Three of the country’s largest credit card processors have quietly resumed work on implementing a special merchant code for gun stores.
Credit card networks Visa, Mastercard, and American Express are currently working to comply with a new California law requiring payment processors to implement a specialized Merchant Category Code (MCC) for transactions at gun and ammunition retailers, CBS News reported Monday. Golden State lawmakers passed the requirement, which takes effect in May of 2025, with the hopes of prompting financial companies to track and ultimately flag “suspicious” purchases for law enforcement.
The news marks a significant policy reversal by the leading credit card companies. All three announced that they were suspending any work related to creating and implementing an MCC for gun businesses last March after the project drew public backlash from Republican lawmakers and inspired new state laws banning gun store MCCs. The decision by the companies to resume work on gun store MCCs for California retailers will almost certainly breathe new life into the political battle over the codes and domestic gun policy.
The three companies signaled their intentions to comply with California’s MCC requirement in an unpublicized letter to a group of congressional Democrats, according to CBS News. Executives from each company authored the letter in response to an inquiry launched by Senator Elizabeth Warren (D.) last December probing the companies’ rationale for pausing work on gun store MCCs.

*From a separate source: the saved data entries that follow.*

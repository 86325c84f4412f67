//! # stockroom-core: Pure Domain Logic for Stockroom
//!
//! This crate holds the inventory domain as plain data and pure functions.
//! Nothing in here touches a database, a camera or the network.
//!
//! ## Architecture Position
//! ```text
//! ┌─────────────────────────────────────────────────────────────────────────┐
//! │                        Stockroom Architecture                           │
//! │                                                                         │
//! │  ┌─────────────────────────────────────────────────────────────────┐   │
//! │  │                 apps/station (stockroom CLI)                    │   │
//! │  │      scan console ──► products list/add ──► low-stock report    │   │
//! │  └─────────────────────────────┬───────────────────────────────────┘   │
//! │                                │                                        │
//! │  ┌─────────────────────────────▼───────────────────────────────────┐   │
//! │  │   stockroom-scan: decoder adapter, debouncer, scan session      │   │
//! │  └─────────────────────────────┬───────────────────────────────────┘   │
//! │                                │                                        │
//! │  ┌─────────────────────────────▼───────────────────────────────────┐   │
//! │  │             ★ stockroom-core (THIS CRATE) ★                     │   │
//! │  │                                                                 │   │
//! │  │   ┌───────────┐  ┌────────────┐  ┌────────────┐  ┌──────────┐  │   │
//! │  │   │   types   │  │ validation │  │ symbology  │  │  error   │  │   │
//! │  │   │  Product  │  │   drafts   │  │ check digit│  │ Validat- │  │   │
//! │  │   │  History  │  │   queries  │  │ inference  │  │ ionError │  │   │
//! │  │   └───────────┘  └────────────┘  └────────────┘  └──────────┘  │   │
//! │  │                                                                 │   │
//! │  │   NO I/O • NO DATABASE • NO NETWORK • PURE FUNCTIONS           │   │
//! │  └─────────────────────────────────────────────────────────────────┘   │
//! │                                │                                        │
//! │  ┌─────────────────────────────▼───────────────────────────────────┐   │
//! │  │                stockroom-db (Database Layer)                    │   │
//! │  └─────────────────────────────────────────────────────────────────┘   │
//! └─────────────────────────────────────────────────────────────────────────┘
//! ```
//!
//! ## Modules
//!
//! - [`types`] - Domain types (Product, ProductDraft, ScanHistoryEntry, ...)
//! - [`symbology`] - Barcode symbologies and check digit helpers
//! - [`error`] - Domain error types
//! - [`validation`] - Business rule validation
//!
//! ## Example Usage
//!
//! ```rust
//! use stockroom_core::{ProductDraft, validation::validate_draft};
//!
//! let mut draft = ProductDraft::for_scanned_code("0123456789012");
//! draft.name = "Sparkling Water".to_string();
//! draft.quantity = "12".to_string();
//! draft.category = "Beverages".to_string();
//!
//! let product = validate_draft(&draft).unwrap();
//! assert_eq!(product.sku, "0123456789012");
//! assert_eq!(product.quantity, 12);
//! ```

pub mod error;
pub mod symbology;
pub mod types;
pub mod validation;

// These allow users to do `use stockroom_core::Product` instead of
// `use stockroom_core::types::Product`
pub use error::{CoreError, ValidationError};
pub use symbology::Symbology;
pub use types::*;

// =============================================================================
// Crate-Level Constants
// =============================================================================

/// Products with a quantity strictly below this are reported as low stock.
pub const LOW_STOCK_THRESHOLD: i64 = 5;

/// Minimum time between two accepted scans, in milliseconds.
pub const DEFAULT_SCAN_COOLDOWN_MS: u64 = 2000;

/// Page size used when a listing does not ask for one.
pub const DEFAULT_PAGE_SIZE: u32 = 10;

/// Upper bound on a single listing page.
pub const MAX_PAGE_SIZE: u32 = 100;

/// Upper bound on a stored quantity.
///
/// ## Business Reason
/// Catches typos such as an extra zero on a form before they reach the catalog.
pub const MAX_QUANTITY: i64 = 1_000_000;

While the letter noted their willingness to comply with California law, it also featured comments from the executives expressing their continued discomfort with the political climate surrounding the code.

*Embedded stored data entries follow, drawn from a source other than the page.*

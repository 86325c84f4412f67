//! # Stockroom Scan Station
//!
//! Entry point of the `stockroom` binary.
//!
//! ## Application Architecture
//! ```text
//! ┌─────────────────────────────────────────────────────────────────────────┐
//! │                        Stockroom Station                                │
//! │                                                                         │
//! │  main.rs ────► logging, config, database, dispatch                      │
//! │                                                                         │
//! │  cli.rs ─────► clap definitions                                         │
//! │                                                                         │
//! │  console.rs ─► `scan`: ScanSession + keyboard-wedge engine on stdin     │
//! │                                                                         │
//! │  commands/ ──► products, low-stock, summary                             │
//! │                                 │                                       │
//! │                                 ▼                                       │
//! │  ┌──────────────────────────────────────────────────────────────────┐  │
//! │  │                         SQLite Database                          │  │
//! │  │  stockroom.db (local file, WAL mode)                             │  │
//! │  └──────────────────────────────────────────────────────────────────┘  │
//! └─────────────────────────────────────────────────────────────────────────┘
//! ```
//!
//! ## Startup Sequence
//! 1. Initialize tracing (logging to stderr)
//! 2. Parse the command line
//! 3. Load `StationConfig` (defaults → station.toml → environment)
//! 4. Connect to the database and run migrations
//! 5. Run the subcommand

mod cli;
mod commands;
mod config;
mod console;
mod error;

use std::process::ExitCode;
use std::sync::Arc;

use clap::Parser;
use stockroom_db::{Database, DbConfig};
use tokio::io::BufReader;
use tracing::{error, info};
use tracing_subscriber::EnvFilter;

use crate::cli::{Cli, Command};
use crate::config::StationConfig;
use crate::console::Console;
use crate::error::StationResult;

#[tokio::main]
async fn main() -> ExitCode {
    init_tracing();

    let cli = Cli::parse();
    match run(cli).await {
        Ok(()) => ExitCode::SUCCESS,
        Err(e) => {
            error!(error = %e, "Command failed");
            eprintln!("error: {}", e);
            ExitCode::from(e.exit_code())
        }
    }
}

async fn run(cli: Cli) -> StationResult<()> {
    let config = StationConfig::load(cli.config)?;
    let db_path = config.database_path(cli.db)?;

    let db = Database::new(DbConfig::new(&db_path)).await?;
    let repo = db.products();
    info!(path = %db_path.display(), "Catalog opened");

    let mut stdout = std::io::stdout();
    let result = match &cli.command {
        Command::Scan => {
            let (session, input) = console::wedge_session(&config, Arc::new(repo.clone()));
            let reader = BufReader::new(tokio::io::stdin());
            Console::new(reader, stdout, session, input)
                .low_stock_threshold(config.inventory.low_stock_threshold)
                .run()
                .await
        }
        Command::Products(command) => {
            commands::run_products(&repo, command, &config, &mut stdout).await
        }
        Command::LowStock { threshold } => {
            let threshold = threshold.unwrap_or(config.inventory.low_stock_threshold);
            commands::products::low_stock(&repo, threshold, &mut stdout).await
        }
        Command::Summary => {
            commands::products::summary(&repo, config.inventory.low_stock_threshold, &mut stdout)
                .await
        }
    };

    db.close().await;
    result
}

/// Initializes the tracing subscriber for structured logging.
///
/// ## Log Levels
/// - `RUST_LOG=debug` - Show debug messages
/// - `RUST_LOG=stockroom=trace` - Show trace for stockroom crates only
/// - Default: INFO, DEBUG for stockroom crates
///
/// Logs go to stderr so they do not mix with console output.
fn init_tracing() {
    let filter = EnvFilter::try_from_default_env()
        .unwrap_or_else(|_| EnvFilter::new("info,stockroom=debug,sqlx=warn"));

    tracing_subscriber::fmt()
        .with_env_filter(filter)
        .with_writer(std::io::stderr)
        .init();
}
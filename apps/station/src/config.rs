//! # Station Configuration
//!
//! Configuration for the `stockroom` binary.
//!
//! ## Configuration Sources
//! ```text
//! ┌─────────────────────────────────────────────────────────────────────────┐
//! │                    Configuration Priority                               │
//! │                                                                         │
//! │  1. Command line (highest priority)                                     │
//! │     --db ./stockroom.db                                                 │
//! │                                                                         │
//! │  2. Environment Variables                                               │
//! │     STOCKROOM_DB_PATH=/var/lib/stockroom.db                             │
//! │     STOCKROOM_COOLDOWN_MS=1500                                          │
//! │     STOCKROOM_SOUND=off                                                 │
//! │     STOCKROOM_LOW_STOCK=3                                               │
//! │                                                                         │
//! │  3. TOML Config File                                                    │
//! │     ~/.config/stockroom/station.toml (Linux)                            │
//! │                                                                         │
//! │  4. Default Values (lowest priority)                                    │
//! │     2000 ms cooldown, all symbologies, low stock below 5                │
//! └─────────────────────────────────────────────────────────────────────────┘
//! ```
//!
//! ## Configuration File Format
//! ```toml
//! # station.toml
//! [database]
//! path = "/srv/stockroom/stockroom.db"
//!
//! [scanner]
//! cooldown_ms = 2000
//! symbologies = ["ean_13", "upc_a", "code_128"]
//! workers = 4
//! sound = true
//!
//! [inventory]
//! low_stock_threshold = 5
//! page_size = 10
//! ```

use std::path::PathBuf;
use std::time::Duration;

use serde::{Deserialize, Serialize};
use stockroom_core::{
    Symbology, DEFAULT_PAGE_SIZE, DEFAULT_SCAN_COOLDOWN_MS, LOW_STOCK_THRESHOLD, MAX_PAGE_SIZE,
    MAX_QUANTITY,
};
use stockroom_scan::decoder::default_workers;
use stockroom_scan::DecoderConfig;
use tracing::{debug, info, warn};

use crate::error::{StationError, StationResult};

/// Longest cooldown accepted from configuration.
const MAX_COOLDOWN_MS: u64 = 60_000;

// =============================================================================
// Database Settings
// =============================================================================

/// Where the product catalog lives.
#[derive(Debug, Clone, Default, Serialize, Deserialize)]
pub struct DatabaseSettings {
    /// SQLite file. Defaults to `stockroom.db` in the platform data directory.
    #[serde(default)]
    pub path: Option<PathBuf>,
}

// =============================================================================
// Scanner Settings
// =============================================================================

/// Scan session settings.
#[derive(Debug, Clone, Serialize, Deserialize)]
pub struct ScannerSettings {
    /// Minimum time between accepted scans (milliseconds).
    #[serde(default = "default_cooldown_ms")]
    pub cooldown_ms: u64,

    /// Symbologies the decoder tries.
    #[serde(default = "default_symbologies")]
    pub symbologies: Vec<Symbology>,

    /// Decoder worker threads.
    #[serde(default = "default_workers")]
    pub workers: usize,

    /// Ring the terminal bell when a scan is accepted.
    #[serde(default = "default_true")]
    pub sound: bool,
}

fn default_cooldown_ms() -> u64 {
    DEFAULT_SCAN_COOLDOWN_MS
}

fn default_symbologies() -> Vec<Symbology> {
    Symbology::ALL.to_vec()
}

fn default_true() -> bool {
    true
}

impl Default for ScannerSettings {
    fn default() -> Self {
        ScannerSettings {
            cooldown_ms: default_cooldown_ms(),
            symbologies: default_symbologies(),
            workers: default_workers(),
            sound: true,
        }
    }
}

// =============================================================================
// Inventory Settings
// =============================================================================

/// Reporting settings.
#[derive(Debug, Clone, Serialize, Deserialize)]
pub struct InventorySettings {
    /// Products with a quantity strictly below this are low on stock.
    #[serde(default = "default_low_stock")]
    pub low_stock_threshold: i64,

    /// Rows per page for `products list`.
    #[serde(default = "default_page_size")]
    pub page_size: u32,
}

fn default_low_stock() -> i64 {
    LOW_STOCK_THRESHOLD
}

fn default_page_size() -> u32 {
    DEFAULT_PAGE_SIZE
}

impl Default for InventorySettings {
    fn default() -> Self {
        InventorySettings {
            low_stock_threshold: default_low_stock(),
            page_size: default_page_size(),
        }
    }
}

// =============================================================================
// Station Configuration
// =============================================================================

/// Complete station configuration.
#[derive(Debug, Clone, Default, Serialize, Deserialize)]
pub struct StationConfig {
    #[serde(default)]
    pub database: DatabaseSettings,

    #[serde(default)]
    pub scanner: ScannerSettings,

    #[serde(default)]
    pub inventory: InventorySettings,
}

impl StationConfig {
    /// Loads configuration from file, environment, and defaults.
    ///
    /// ## Load Order (later overrides earlier)
    /// 1. Default values
    /// 2. Config file (station.toml)
    /// 3. Environment variables
    ///
    /// An explicit `config_path` that does not exist is an error; a missing
    /// default file is not.
    pub fn load(config_path: Option<PathBuf>) -> StationResult<Self> {
        let explicit = config_path.is_some();
        let mut config = Self::default();

        if let Some(path) = config_path.or_else(Self::default_config_path) {
            if path.exists() || explicit {
                info!(?path, "Loading station config from file");
                let contents = std::fs::read_to_string(&path)
                    .map_err(|source| StationError::ConfigRead { path, source })?;
                config = toml::from_str(&contents)?;
            } else {
                debug!(?path, "Config file not found, using defaults");
            }
        }

        config.apply_env_overrides(|key| std::env::var(key).ok());
        config.validate()?;

        Ok(config)
    }

    /// Validates the configuration.
    pub fn validate(&self) -> StationResult<()> {
        if self.scanner.cooldown_ms > MAX_COOLDOWN_MS {
            return Err(StationError::InvalidConfig(format!(
                "scanner.cooldown_ms must be at most {}, got {}",
                MAX_COOLDOWN_MS, self.scanner.cooldown_ms
            )));
        }

        if self.scanner.symbologies.is_empty() {
            return Err(StationError::InvalidConfig(
                "scanner.symbologies must enable at least one symbology".into(),
            ));
        }

        if self.scanner.workers == 0 {
            return Err(StationError::InvalidConfig(
                "scanner.workers must be greater than 0".into(),
            ));
        }

        if !(0..=MAX_QUANTITY).contains(&self.inventory.low_stock_threshold) {
            return Err(StationError::InvalidConfig(format!(
                "inventory.low_stock_threshold must be between 0 and {}",
                MAX_QUANTITY
            )));
        }

        if self.inventory.page_size == 0 || self.inventory.page_size > MAX_PAGE_SIZE {
            return Err(StationError::InvalidConfig(format!(
                "inventory.page_size must be between 1 and {}",
                MAX_PAGE_SIZE
            )));
        }

        Ok(())
    }

    /// Applies environment variable overrides.
    ///
    /// Unparseable values are logged and ignored.
    fn apply_env_overrides(&mut self, var: impl Fn(&str) -> Option<String>) {
        if let Some(path) = var("STOCKROOM_DB_PATH") {
            debug!(path = %path, "Overriding database path from environment");
            self.database.path = Some(PathBuf::from(path));
        }

        if let Some(cooldown) = var("STOCKROOM_COOLDOWN_MS") {
            match cooldown.trim().parse::<u64>() {
                Ok(ms) => self.scanner.cooldown_ms = ms,
                Err(_) => warn!(value = %cooldown, "Ignoring invalid STOCKROOM_COOLDOWN_MS"),
            }
        }

        if let Some(sound) = var("STOCKROOM_SOUND") {
            match sound.trim().to_lowercase().as_str() {
                "1" | "true" | "on" | "yes" => self.scanner.sound = true,
                "0" | "false" | "off" | "no" => self.scanner.sound = false,
                _ => warn!(value = %sound, "Ignoring invalid STOCKROOM_SOUND"),
            }
        }

        if let Some(threshold) = var("STOCKROOM_LOW_STOCK") {
            match threshold.trim().parse::<i64>() {
                Ok(t) => self.inventory.low_stock_threshold = t,
                Err(_) => warn!(value = %threshold, "Ignoring invalid STOCKROOM_LOW_STOCK"),
            }
        }
    }

    /// Returns the default config file path.
    fn default_config_path() -> Option<PathBuf> {
        directories::ProjectDirs::from("com", "stockroom", "stockroom")
            .map(|dirs| dirs.config_dir().join("station.toml"))
    }

    // =========================================================================
    // Convenience Methods
    // =========================================================================

    /// Resolves the database file: `--db`, then config, then the data dir.
    pub fn database_path(&self, cli_override: Option<PathBuf>) -> StationResult<PathBuf> {
        cli_override
            .or_else(|| self.database.path.clone())
            .or_else(|| {
                directories::ProjectDirs::from("com", "stockroom", "stockroom")
                    .map(|dirs| dirs.data_dir().join("stockroom.db"))
            })
            .ok_or(StationError::NoDatabasePath)
    }

    /// Scan cooldown as a duration.
    pub fn cooldown(&self) -> Duration {
        Duration::from_millis(self.scanner.cooldown_ms)
    }

    /// Decoder settings for the scan session.
    pub fn decoder(&self) -> DecoderConfig {
        DecoderConfig::default()
            .symbologies(self.scanner.symbologies.iter().copied())
            .workers(self.scanner.workers)
    }
}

“With respect to the [firearm merchant code], there continues to be a tremendous amount of regulatory and legislative uncertainty,” Visa Senior Vice President Robert B. Thomson III wrote.
At least seven Republican-controlled states, including sizeable states like Texas and Florida, have passed legislation outlawing the use of firearms retailer tracking codes. Around a dozen additional states are currently considering similar legislation. Meanwhile, Colorado lawmakers are currently advancing a bill that is nearly identical to California’s MCC mandate.
News of the three companies’ work on implementing the California gun store MCC was met with strong reactions from advocates on both sides of the gun debate. Kris Brown, President of Brady and a leading proponent of gun store MCCs, responded positively to the news and urged more states to follow suit.
“Our current patchwork of laws across the U.S. is making it difficult for banks and credit card companies to navigate,” she said. “We need to make sure these codes are being used in every state that they can be, and pass federal legislation to put public safety over gun industry profits.”
Meanwhile, gun-rights advocates criticized the implementation of the code in California and called on federal lawmakers to put a stop to them once and for all.
“Congress must bar the use of this gun owner privacy-invading Code,” Larry Keane, Senior Vice President of the National Shooting Sports Foundation, said. “It will do nothing to stop crime.”
The emergence of MCCs as a significant political issue stems from a 2018 New York Times article that found the majority of mass shooters between 2007 and 2018 used credit or debit cards to purchase the guns and ammunition used in their attacks. Gun-control advocates have since argued that attaching MCCs to gun stores could allow payment processors to identify “suspicious” gun purchases for law enforcement—though they have thus far offered little detail on what the threshold should be for suspicion.
Gun-rights advocates have countered that the code could be used to chill legal firearms commerce by making payment processors less willing to facilitate gun sales. They also argue that the code would amount to a de facto private gun registry and violate gun owners’ privacy rights.
The argument was largely theoretical until the International Organization for Standardization (ISO), a voluntary membership organization, announced it had created an MCC for gun retailers in September of 2022 after facing years of pressure from gun-control advocates and activist financial institutions, such as Amalgamated Bank. Each of the country’s largest credit card companies originally agreed to adopt the gun store MCC across the country before Republican-led backlash prompted them to take a step back.
Visa, Mastercard, and American Express did not respond to a request for comment.